* DIRECTIONS FOR THIS TASK *
Leave out the lines before the one with "pub fn is_less_than(&self, other: &Self)"; output that line and all remaining lines of the records exactly.
------ GIVEN DATA
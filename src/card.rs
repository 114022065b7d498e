//! Card types and ordering.

use core::cmp::Ordering;
use core::fmt;

/// Card suit.
///
/// Suits break ties between cards of equal rank; see [`Suit::priority`].
#[derive(Debug, Clone, Copy, PartialEq, Eq, Hash)]
pub enum Suit {
    /// Hearts.
    Hearts,
    /// Diamonds.
    Diamonds,
    /// Clubs.
    Clubs,
    /// Spades.
    Spades,
}

impl Suit {
    /// All suits in deck-building order.
    pub const ALL: [Self; 4] = [Self::Hearts, Self::Diamonds, Self::Clubs, Self::Spades];

    /// Returns the tie-breaking priority of the suit (higher beats lower).
    #[must_use]
    pub const fn priority(self) -> u8 {
        match self {
            Self::Hearts => 4,
            Self::Diamonds => 3,
            Self::Clubs => 2,
            Self::Spades => 1,
        }
    }

    /// Returns the suit symbol.
    #[must_use]
    pub const fn symbol(self) -> char {
        match self {
            Self::Hearts => '♥',
            Self::Diamonds => '♦',
            Self::Clubs => '♣',
            Self::Spades => '♠',
        }
    }
}

impl fmt::Display for Suit {
    fn fmt(&self, f: &mut fmt::Formatter<'_>) -> fmt::Result {
        write!(f, "{}", self.symbol())
    }
}

/// Card rank, from two up to ace.
#[derive(Debug, Clone, Copy, PartialEq, Eq, PartialOrd, Ord, Hash)]
pub enum Rank {
    /// 2.
    Two,
    /// 3.
    Three,
    /// 4.
    Four,
    /// 5.
    Five,
    /// 6.
    Six,
    /// 7.
    Seven,
    /// 8.
    Eight,
    /// 9.
    Nine,
    /// 10.
    Ten,
    /// Jack.
    Jack,
    /// Queen.
    Queen,
    /// King.
    King,
    /// Ace.
    Ace,
}

impl Rank {
    /// All ranks in ascending order.
    pub const ALL: [Self; 13] = [
        Self::Two,
        Self::Three,
        Self::Four,
        Self::Five,
        Self::Six,
        Self::Seven,
        Self::Eight,
        Self::Nine,
        Self::Ten,
        Self::Jack,
        Self::Queen,
        Self::King,
        Self::Ace,
    ];

    /// Returns the numeric value of the rank (2..=10, J = 11, Q = 12, K = 13, A = 14).
    #[must_use]
    pub const fn value(self) -> u8 {
        match self {
            Self::Two => 2,
            Self::Three => 3,
            Self::Four => 4,
            Self::Five => 5,
            Self::Six => 6,
            Self::Seven => 7,
            Self::Eight => 8,
            Self::Nine => 9,
            Self::Ten => 10,
            Self::Jack => 11,
            Self::Queen => 12,
            Self::King => 13,
            Self::Ace => 14,
        }
    }

    /// Returns the printed symbol of the rank.
    #[must_use]
    pub const fn symbol(self) -> &'static str {
        match self {
            Self::Two => "2",
            Self::Three => "3",
            Self::Four => "4",
            Self::Five => "5",
            Self::Six => "6",
            Self::Seven => "7",
            Self::Eight => "8",
            Self::Nine => "9",
            Self::Ten => "10",
            Self::Jack => "J",
            Self::Queen => "Q",
            Self::King => "K",
            Self::Ace => "A",
        }
    }
}

impl fmt::Display for Rank {
    fn fmt(&self, f: &mut fmt::Formatter<'_>) -> fmt::Result {
        f.write_str(self.symbol())
    }
}

/// A playing card.
///
/// Cards are ordered by rank value first and suit priority second, so two
/// distinct cards never compare equal.
#[derive(Debug, Clone, Copy, PartialEq, Eq, Hash)]
pub struct Card {
    /// The rank of the card.
    pub rank: Rank,
    /// The suit of the card.
    pub suit: Suit,
}

impl Card {
    /// Creates a new card.
    #[must_use]
    pub const fn new(rank: Rank, suit: Suit) -> Self {
        Self { rank, suit }
    }

    /// Returns the `(rank value, suit priority)` key used for comparisons.
    #[must_use]
    pub const fn key(&self) -> (u8, u8) {
        (self.rank.value(), self.suit.priority())
    }

    /// Returns whether both cards share a suit.
    #[must_use]
    pub fn has_same_suit(&self, other: &Self) -> bool {
        self.suit == other.suit
    }

    /// Returns whether this card strictly beats `other`.
    #[must_use]
    pub fn is_greater_than(&self, other: &Self) -> bool {
        self.key() > other.key()
    }

    /// Returns the negation of [`Card::is_greater_than`].
    ///
    /// This is not the mirror of `is_greater_than`: a card is "less than"
    /// itself.
    ///
    /// ```
    /// use durak_sim::{Card, Rank, Suit};
    ///
    /// let card = Card::new(Rank::Queen, Suit::Clubs);
    /// assert!(card.is_less_than(&card));
    /// ```
    #[must_use]
    pub fn is_less_than(&self, other: &Self) -> bool {
        !self.is_greater_than(other)
    }
}

impl Ord for Card {
    fn cmp(&self, other: &Self) -> Ordering {
        self.key().cmp(&other.key())
    }
}

impl PartialOrd for Card {
    fn partial_cmp(&self, other: &Self) -> Option<Ordering> {
        Some(self.cmp(other))
    }
}

impl fmt::Display for Card {
    fn fmt(&self, f: &mut fmt::Formatter<'_>) -> fmt::Result {
        write!(f, "{}{}", self.rank, self.suit)
    }
}

/// Number of cards per deck.
pub const DECK_SIZE: usize = 52;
------------
* RESULT BELOW *
    pub fn is_less_than(&self, other: &Self) -> bool {
        !self.is_greater_than(other)
    }
}

impl Ord for Card {
    fn cmp(&self, other: &Self) -> Ordering {
        self.key().cmp(&other.key())
    }
}

impl PartialOrd for Card {
    fn partial_cmp(&self, other: &Self) -> Option<Ordering> {
        Some(self.cmp(other))
    }
}

impl fmt::Display for Card {
    fn fmt(&self, f: &mut fmt::Formatter<'_>) -> fmt::Result {
        write!(f, "{}{}", self.rank, self.suit)
    }
}

/// Number of cards per deck.
pub const DECK_SIZE: usize = 52;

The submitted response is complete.